### TASK INPUT ###

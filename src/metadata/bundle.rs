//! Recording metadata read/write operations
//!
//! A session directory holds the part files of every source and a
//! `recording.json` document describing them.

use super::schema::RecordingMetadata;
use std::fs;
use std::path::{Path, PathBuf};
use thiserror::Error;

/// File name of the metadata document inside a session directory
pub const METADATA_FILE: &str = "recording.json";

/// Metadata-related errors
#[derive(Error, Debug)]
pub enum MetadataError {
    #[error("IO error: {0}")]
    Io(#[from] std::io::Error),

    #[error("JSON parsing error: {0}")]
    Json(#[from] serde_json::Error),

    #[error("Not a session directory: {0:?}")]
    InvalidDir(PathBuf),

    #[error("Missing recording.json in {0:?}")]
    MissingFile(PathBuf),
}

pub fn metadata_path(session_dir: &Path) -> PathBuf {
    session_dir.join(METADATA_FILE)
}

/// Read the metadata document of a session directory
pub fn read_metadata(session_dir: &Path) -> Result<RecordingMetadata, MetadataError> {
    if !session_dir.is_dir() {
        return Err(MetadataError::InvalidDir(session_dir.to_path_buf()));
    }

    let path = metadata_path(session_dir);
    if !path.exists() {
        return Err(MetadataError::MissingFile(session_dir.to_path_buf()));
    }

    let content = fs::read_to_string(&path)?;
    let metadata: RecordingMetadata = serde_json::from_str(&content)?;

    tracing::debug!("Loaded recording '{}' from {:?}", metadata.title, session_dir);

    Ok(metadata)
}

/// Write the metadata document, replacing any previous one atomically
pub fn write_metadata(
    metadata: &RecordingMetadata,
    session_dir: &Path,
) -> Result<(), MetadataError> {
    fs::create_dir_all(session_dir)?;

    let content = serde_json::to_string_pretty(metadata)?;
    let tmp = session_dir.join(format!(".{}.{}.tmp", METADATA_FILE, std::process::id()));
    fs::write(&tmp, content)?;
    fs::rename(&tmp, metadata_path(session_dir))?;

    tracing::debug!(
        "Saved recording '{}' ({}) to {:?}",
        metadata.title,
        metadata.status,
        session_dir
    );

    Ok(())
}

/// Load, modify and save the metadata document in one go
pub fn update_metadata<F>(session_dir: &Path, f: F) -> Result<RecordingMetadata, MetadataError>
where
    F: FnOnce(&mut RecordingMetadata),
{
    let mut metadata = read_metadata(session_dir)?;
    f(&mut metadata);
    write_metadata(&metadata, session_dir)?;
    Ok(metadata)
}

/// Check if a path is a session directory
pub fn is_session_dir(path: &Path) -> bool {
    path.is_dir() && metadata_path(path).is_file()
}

###
### TASK INPUT ###

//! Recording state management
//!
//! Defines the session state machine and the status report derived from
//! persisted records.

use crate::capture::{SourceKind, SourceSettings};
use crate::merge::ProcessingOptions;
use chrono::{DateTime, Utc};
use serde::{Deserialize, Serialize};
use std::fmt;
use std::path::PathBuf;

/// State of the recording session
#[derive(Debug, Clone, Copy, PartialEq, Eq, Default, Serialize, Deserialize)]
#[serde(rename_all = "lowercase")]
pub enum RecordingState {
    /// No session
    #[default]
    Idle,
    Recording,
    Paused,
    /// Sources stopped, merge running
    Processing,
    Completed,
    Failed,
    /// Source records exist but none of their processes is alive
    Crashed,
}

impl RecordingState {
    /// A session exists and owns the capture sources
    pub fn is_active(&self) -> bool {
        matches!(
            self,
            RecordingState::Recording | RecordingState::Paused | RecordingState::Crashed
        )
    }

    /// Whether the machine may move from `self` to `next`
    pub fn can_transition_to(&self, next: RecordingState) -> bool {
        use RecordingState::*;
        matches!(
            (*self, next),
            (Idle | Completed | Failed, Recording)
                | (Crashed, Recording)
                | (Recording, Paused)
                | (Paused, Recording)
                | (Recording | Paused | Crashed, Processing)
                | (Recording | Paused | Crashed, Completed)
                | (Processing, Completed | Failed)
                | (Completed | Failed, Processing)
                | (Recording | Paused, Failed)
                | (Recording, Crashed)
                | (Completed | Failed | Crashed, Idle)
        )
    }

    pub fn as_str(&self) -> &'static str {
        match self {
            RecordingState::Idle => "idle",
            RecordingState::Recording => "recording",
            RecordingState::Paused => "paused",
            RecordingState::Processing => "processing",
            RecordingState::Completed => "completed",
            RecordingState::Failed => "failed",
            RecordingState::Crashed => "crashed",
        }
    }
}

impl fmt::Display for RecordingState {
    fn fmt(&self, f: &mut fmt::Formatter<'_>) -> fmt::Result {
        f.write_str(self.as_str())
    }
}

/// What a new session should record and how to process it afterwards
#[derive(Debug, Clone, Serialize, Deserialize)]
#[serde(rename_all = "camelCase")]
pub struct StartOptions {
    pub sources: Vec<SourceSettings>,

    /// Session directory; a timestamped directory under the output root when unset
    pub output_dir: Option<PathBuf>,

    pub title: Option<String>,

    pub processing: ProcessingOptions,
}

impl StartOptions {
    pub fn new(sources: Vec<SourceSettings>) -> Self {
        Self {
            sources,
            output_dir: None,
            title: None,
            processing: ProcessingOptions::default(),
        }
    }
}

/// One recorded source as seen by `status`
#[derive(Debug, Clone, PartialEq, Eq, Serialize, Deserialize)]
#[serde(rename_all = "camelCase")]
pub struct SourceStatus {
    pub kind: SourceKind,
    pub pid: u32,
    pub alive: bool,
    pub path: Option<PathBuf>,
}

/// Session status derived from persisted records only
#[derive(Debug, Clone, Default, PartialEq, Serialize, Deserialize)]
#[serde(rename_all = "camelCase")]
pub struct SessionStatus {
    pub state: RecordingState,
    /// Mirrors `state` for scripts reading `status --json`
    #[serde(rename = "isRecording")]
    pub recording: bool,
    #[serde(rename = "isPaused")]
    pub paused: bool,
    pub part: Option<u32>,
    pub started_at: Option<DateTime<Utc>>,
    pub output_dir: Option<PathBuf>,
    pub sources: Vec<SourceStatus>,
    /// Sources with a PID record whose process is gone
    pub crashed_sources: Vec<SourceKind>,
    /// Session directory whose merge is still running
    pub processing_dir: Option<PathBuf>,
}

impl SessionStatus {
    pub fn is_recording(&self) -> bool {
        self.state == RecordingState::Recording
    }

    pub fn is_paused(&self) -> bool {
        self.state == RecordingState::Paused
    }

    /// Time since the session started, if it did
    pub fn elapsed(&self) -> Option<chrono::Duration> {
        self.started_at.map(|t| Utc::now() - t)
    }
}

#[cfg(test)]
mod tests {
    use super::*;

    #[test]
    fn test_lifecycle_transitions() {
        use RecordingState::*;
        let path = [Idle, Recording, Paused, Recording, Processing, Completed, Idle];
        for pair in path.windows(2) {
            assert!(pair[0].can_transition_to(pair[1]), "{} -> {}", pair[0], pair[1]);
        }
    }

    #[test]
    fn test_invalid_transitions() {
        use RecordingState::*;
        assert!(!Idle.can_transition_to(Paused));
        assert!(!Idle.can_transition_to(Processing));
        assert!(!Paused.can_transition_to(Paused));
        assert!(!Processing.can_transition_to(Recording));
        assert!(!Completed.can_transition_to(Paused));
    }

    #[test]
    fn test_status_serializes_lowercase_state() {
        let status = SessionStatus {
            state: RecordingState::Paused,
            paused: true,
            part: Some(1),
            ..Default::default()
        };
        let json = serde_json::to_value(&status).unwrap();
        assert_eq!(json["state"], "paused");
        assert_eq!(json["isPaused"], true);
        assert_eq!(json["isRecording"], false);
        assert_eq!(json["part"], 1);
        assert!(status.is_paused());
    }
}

###

#### TASK GOAL
Copy the lines above exactly. Start with the line containing "session_dir.join(METADATA_FILE)", end with the line containing "let content = fs::read_to_string(&path)?;", and include both.

#### RESULT
    session_dir.join(METADATA_FILE)
}

/// Read the metadata document of a session directory
pub fn read_metadata(session_dir: &Path) -> Result<RecordingMetadata, MetadataError> {
    if !session_dir.is_dir() {
        return Err(MetadataError::InvalidDir(session_dir.to_path_buf()));
    }

    let path = metadata_path(session_dir);
    if !path.exists() {
        return Err(MetadataError::MissingFile(session_dir.to_path_buf()));
    }

    let content = fs::read_to_string(&path)?;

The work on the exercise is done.